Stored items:
---*---

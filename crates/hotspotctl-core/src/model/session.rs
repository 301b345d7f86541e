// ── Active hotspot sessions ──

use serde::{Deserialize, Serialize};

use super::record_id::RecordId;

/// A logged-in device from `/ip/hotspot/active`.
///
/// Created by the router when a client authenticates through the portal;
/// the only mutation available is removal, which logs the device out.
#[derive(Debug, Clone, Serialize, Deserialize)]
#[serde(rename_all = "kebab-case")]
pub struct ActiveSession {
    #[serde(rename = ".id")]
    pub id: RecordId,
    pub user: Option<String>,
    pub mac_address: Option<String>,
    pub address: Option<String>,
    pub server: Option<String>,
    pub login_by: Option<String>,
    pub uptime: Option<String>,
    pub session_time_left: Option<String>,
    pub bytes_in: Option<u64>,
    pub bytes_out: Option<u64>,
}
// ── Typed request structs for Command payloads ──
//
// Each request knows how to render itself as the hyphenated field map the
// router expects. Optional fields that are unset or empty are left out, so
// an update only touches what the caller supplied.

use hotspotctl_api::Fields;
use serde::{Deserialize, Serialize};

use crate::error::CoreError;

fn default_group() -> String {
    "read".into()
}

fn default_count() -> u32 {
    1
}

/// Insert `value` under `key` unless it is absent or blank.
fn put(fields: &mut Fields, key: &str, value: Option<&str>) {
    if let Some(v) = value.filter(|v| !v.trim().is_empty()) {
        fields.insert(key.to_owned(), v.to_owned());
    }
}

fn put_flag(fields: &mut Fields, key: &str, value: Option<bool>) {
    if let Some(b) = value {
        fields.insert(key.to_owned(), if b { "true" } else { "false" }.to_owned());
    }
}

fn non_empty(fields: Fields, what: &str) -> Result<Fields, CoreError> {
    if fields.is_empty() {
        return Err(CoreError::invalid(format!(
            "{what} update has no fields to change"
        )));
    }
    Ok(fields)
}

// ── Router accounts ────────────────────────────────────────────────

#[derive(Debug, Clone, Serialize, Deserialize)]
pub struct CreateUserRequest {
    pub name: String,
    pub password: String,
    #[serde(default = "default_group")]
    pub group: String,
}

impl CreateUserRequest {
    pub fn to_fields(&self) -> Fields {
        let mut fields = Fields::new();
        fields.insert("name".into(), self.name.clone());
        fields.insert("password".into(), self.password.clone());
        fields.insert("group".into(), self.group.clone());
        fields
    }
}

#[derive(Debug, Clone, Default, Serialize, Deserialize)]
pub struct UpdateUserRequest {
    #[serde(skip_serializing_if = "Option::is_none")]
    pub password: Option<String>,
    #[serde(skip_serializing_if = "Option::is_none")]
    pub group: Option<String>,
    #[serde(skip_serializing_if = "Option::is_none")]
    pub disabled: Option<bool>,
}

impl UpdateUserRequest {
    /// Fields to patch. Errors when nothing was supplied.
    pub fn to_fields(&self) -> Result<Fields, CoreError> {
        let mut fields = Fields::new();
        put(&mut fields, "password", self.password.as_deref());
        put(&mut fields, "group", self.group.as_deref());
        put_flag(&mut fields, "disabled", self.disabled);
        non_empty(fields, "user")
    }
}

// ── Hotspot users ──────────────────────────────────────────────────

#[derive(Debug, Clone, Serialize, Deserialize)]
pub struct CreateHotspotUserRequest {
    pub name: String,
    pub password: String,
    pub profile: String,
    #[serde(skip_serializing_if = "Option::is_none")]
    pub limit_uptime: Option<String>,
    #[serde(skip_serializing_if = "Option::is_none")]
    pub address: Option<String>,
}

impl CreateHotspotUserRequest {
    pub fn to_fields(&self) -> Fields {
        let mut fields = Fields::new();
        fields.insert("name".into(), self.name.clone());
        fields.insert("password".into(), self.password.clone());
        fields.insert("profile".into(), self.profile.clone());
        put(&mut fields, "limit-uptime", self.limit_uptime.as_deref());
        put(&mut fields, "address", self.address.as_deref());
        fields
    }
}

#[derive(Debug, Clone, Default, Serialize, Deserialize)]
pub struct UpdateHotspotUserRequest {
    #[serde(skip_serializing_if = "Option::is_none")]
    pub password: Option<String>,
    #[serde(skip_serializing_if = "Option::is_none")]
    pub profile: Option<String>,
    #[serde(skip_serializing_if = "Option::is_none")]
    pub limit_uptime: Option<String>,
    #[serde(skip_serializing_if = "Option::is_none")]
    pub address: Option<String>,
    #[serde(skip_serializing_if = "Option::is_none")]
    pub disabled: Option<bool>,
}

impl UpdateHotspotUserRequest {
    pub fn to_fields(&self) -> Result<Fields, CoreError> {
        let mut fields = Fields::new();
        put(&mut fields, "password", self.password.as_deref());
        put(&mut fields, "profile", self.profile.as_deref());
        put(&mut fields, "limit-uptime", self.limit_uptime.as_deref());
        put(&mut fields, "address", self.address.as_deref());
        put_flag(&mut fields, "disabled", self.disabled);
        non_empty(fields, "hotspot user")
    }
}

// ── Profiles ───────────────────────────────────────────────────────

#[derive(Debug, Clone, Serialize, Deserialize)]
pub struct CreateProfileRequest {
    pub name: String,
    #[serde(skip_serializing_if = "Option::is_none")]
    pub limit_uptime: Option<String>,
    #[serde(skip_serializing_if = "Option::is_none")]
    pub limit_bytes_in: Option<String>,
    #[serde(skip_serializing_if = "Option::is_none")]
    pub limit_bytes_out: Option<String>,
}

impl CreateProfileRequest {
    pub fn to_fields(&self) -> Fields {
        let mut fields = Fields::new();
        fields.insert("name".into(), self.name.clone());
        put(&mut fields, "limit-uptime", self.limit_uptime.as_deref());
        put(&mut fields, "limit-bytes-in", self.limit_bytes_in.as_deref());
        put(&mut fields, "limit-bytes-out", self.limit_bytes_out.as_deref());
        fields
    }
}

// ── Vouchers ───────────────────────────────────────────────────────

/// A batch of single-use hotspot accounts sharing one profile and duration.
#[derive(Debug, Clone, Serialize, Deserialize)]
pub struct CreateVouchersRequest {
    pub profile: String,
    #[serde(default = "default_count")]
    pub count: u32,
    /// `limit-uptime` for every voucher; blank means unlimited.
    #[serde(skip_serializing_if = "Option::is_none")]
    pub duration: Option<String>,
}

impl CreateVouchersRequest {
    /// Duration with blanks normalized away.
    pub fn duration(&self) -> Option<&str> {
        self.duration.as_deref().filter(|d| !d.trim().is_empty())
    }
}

---*---

*What is needed*:
Could the entries above be output once more, exactly as they are?

*Task result*:
filename crates/hotspotctl-core/src/model/session.rs
repository 301b345d7f86541e
// ── Active hotspot sessions ──

use serde::{Deserialize, Serialize};

use super::record_id::RecordId;

/// A logged-in device from `/ip/hotspot/active`.
///
/// Created by the router when a client authenticates through the portal;
/// the only mutation available is removal, which logs the device out.
#[derive(Debug, Clone, Serialize, Deserialize)]
#[serde(rename_all = "kebab-case")]
pub struct ActiveSession {
    #[serde(rename = ".id")]
    pub id: RecordId,
    pub user: Option<String>,
    pub mac_address: Option<String>,
    pub address: Option<String>,
    pub server: Option<String>,
    pub login_by: Option<String>,
    pub uptime: Option<String>,
    pub session_time_left: Option<String>,
    pub bytes_in: Option<u64>,
    pub bytes_out: Option<u64>,
}
// ── Typed request structs for Command payloads ──
//
// Each request knows how to render itself as the hyphenated field map the
// router expects. Optional fields that are unset or empty are left out, so
// an update only touches what the caller supplied.

use hotspotctl_api::Fields;
use serde::{Deserialize, Serialize};

use crate::error::CoreError;

fn default_group() -> String {
    "read".into()
}

fn default_count() -> u32 {
    1
}

/// Insert `value` under `key` unless it is absent or blank.
fn put(fields: &mut Fields, key: &str, value: Option<&str>) {
    if let Some(v) = value.filter(|v| !v.trim().is_empty()) {
        fields.insert(key.to_owned(), v.to_owned());
    }
}

fn put_flag(fields: &mut Fields, key: &str, value: Option<bool>) {
    if let Some(b) = value {
        fields.insert(key.to_owned(), if b { "true" } else { "false" }.to_owned());
    }
}

fn non_empty(fields: Fields, what: &str) -> Result<Fields, CoreError> {
    if fields.is_empty() {
        return Err(CoreError::invalid(format!(
            "{what} update has no fields to change"
        )));
    }
    Ok(fields)
}

// ── Router accounts ────────────────────────────────────────────────

#[derive(Debug, Clone, Serialize, Deserialize)]
pub struct CreateUserRequest {
    pub name: String,
    pub password: String,
    #[serde(default = "default_group")]
    pub group: String,
}

impl CreateUserRequest {
    pub fn to_fields(&self) -> Fields {
        let mut fields = Fields::new();
        fields.insert("name".into(), self.name.clone());
        fields.insert("password".into(), self.password.clone());
        fields.insert("group".into(), self.group.clone());
        fields
    }
}

#[derive(Debug, Clone, Default, Serialize, Deserialize)]
pub struct UpdateUserRequest {
    #[serde(skip_serializing_if = "Option::is_none")]
    pub password: Option<String>,
    #[serde(skip_serializing_if = "Option::is_none")]
    pub group: Option<String>,
    #[serde(skip_serializing_if = "Option::is_none")]
    pub disabled: Option<bool>,
}

impl UpdateUserRequest {
    /// Fields to patch. Errors when nothing was supplied.
    pub fn to_fields(&self) -> Result<Fields, CoreError> {
        let mut fields = Fields::new();
        put(&mut fields, "password", self.password.as_deref());
        put(&mut fields, "group", self.group.as_deref());
        put_flag(&mut fields, "disabled", self.disabled);
        non_empty(fields, "user")
    }
}

// ── Hotspot users ──────────────────────────────────────────────────

#[derive(Debug, Clone, Serialize, Deserialize)]
pub struct CreateHotspotUserRequest {
    pub name: String,
    pub password: String,
    pub profile: String,
    #[serde(skip_serializing_if = "Option::is_none")]
    pub limit_uptime: Option<String>,
    #[serde(skip_serializing_if = "Option::is_none")]
    pub address: Option<String>,
}

impl CreateHotspotUserRequest {
    pub fn to_fields(&self) -> Fields {
        let mut fields = Fields::new();
        fields.insert("name".into(), self.name.clone());
        fields.insert("password".into(), self.password.clone());
        fields.insert("profile".into(), self.profile.clone());
        put(&mut fields, "limit-uptime", self.limit_uptime.as_deref());
        put(&mut fields, "address", self.address.as_deref());
        fields
    }
}

#[derive(Debug, Clone, Default, Serialize, Deserialize)]
pub struct UpdateHotspotUserRequest {
    #[serde(skip_serializing_if = "Option::is_none")]
    pub password: Option<String>,
    #[serde(skip_serializing_if = "Option::is_none")]
    pub profile: Option<String>,
    #[serde(skip_serializing_if = "Option::is_none")]
    pub limit_uptime: Option<String>,
    #[serde(skip_serializing_if = "Option::is_none")]
    pub address: Option<String>,
    #[serde(skip_serializing_if = "Option::is_none")]
    pub disabled: Option<bool>,
}

impl UpdateHotspotUserRequest {
    pub fn to_fields(&self) -> Result<Fields, CoreError> {
        let mut fields = Fields::new();
        put(&mut fields, "password", self.password.as_deref());
        put(&mut fields, "profile", self.profile.as_deref());
        put(&mut fields, "limit-uptime", self.limit_uptime.as_deref());
        put(&mut fields, "address", self.address.as_deref());
        put_flag(&mut fields, "disabled", self.disabled);
        non_empty(fields, "hotspot user")
    }
}

// ── Profiles ───────────────────────────────────────────────────────

#[derive(Debug, Clone, Serialize, Deserialize)]
pub struct CreateProfileRequest {
    pub name: String,
    #[serde(skip_serializing_if = "Option::is_none")]
    pub limit_uptime: Option<String>,
    #[serde(skip_serializing_if = "Option::is_none")]
    pub limit_bytes_in: Option<String>,
    #[serde(skip_serializing_if = "Option::is_none")]
    pub limit_bytes_out: Option<String>,
}

impl CreateProfileRequest {
    pub fn to_fields(&self) -> Fields {
        let mut fields = Fields::new();
        fields.insert("name".into(), self.name.clone());
        put(&mut fields, "limit-uptime", self.limit_uptime.as_deref());
        put(&mut fields, "limit-bytes-in", self.limit_bytes_in.as_deref());
        put(&mut fields, "limit-bytes-out", self.limit_bytes_out.as_deref());
        fields
    }
}

// ── Vouchers ───────────────────────────────────────────────────────

/// A batch of single-use hotspot accounts sharing one profile and duration.
#[derive(Debug, Clone, Serialize, Deserialize)]
pub struct CreateVouchersRequest {
    pub profile: String,
    #[serde(default = "default_count")]
    pub count: u32,
    /// `limit-uptime` for every voucher; blank means unlimited.
    #[serde(skip_serializing_if = "Option::is_none")]
    pub duration: Option<String>,
}

impl CreateVouchersRequest {
    /// Duration with blanks normalized away.
    pub fn duration(&self) -> Option<&str> {
        self.duration.as_deref().filter(|d| !d.trim().is_empty())
    }
}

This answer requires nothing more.